**What to work on**
Search the records below for the string "ToSchema" and copy each line where it turns up.

*** Source data Section Begins ***

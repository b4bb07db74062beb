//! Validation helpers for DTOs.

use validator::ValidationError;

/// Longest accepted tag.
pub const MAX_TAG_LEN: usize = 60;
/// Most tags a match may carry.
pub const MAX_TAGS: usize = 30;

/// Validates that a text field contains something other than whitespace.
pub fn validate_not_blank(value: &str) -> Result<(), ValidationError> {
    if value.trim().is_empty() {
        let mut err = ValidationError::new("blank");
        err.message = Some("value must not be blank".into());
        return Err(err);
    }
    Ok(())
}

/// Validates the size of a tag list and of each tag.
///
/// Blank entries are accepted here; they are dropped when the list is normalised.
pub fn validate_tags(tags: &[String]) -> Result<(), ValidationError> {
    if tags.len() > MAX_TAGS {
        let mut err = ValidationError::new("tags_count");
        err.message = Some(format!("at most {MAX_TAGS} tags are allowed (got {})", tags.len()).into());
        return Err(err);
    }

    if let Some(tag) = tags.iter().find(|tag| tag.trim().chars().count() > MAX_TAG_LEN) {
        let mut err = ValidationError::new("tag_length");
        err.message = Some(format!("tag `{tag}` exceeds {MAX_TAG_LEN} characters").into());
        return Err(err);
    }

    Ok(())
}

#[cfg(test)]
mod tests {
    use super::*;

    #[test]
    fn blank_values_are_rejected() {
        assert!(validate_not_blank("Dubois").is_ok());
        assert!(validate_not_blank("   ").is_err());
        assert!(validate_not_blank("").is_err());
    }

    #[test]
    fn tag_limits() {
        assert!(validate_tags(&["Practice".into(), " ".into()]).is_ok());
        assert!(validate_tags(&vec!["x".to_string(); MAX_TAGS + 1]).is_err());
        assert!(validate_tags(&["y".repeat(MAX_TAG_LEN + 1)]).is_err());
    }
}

*** Source data Section Ends ***
*** Source data Section Begins ***

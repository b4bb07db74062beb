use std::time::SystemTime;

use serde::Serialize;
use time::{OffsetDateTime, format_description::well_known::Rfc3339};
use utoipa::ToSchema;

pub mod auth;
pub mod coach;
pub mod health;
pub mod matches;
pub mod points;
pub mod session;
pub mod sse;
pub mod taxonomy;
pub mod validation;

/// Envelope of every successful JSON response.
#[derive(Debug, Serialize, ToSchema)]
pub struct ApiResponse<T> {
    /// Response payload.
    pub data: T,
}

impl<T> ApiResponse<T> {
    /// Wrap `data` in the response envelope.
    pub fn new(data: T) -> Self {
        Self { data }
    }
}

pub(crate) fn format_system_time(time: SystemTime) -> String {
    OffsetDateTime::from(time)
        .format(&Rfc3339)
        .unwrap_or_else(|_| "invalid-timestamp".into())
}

*** Source data Section Ends ***

**Reply to the task**
use utoipa::ToSchema;
#[derive(Debug, Serialize, ToSchema)]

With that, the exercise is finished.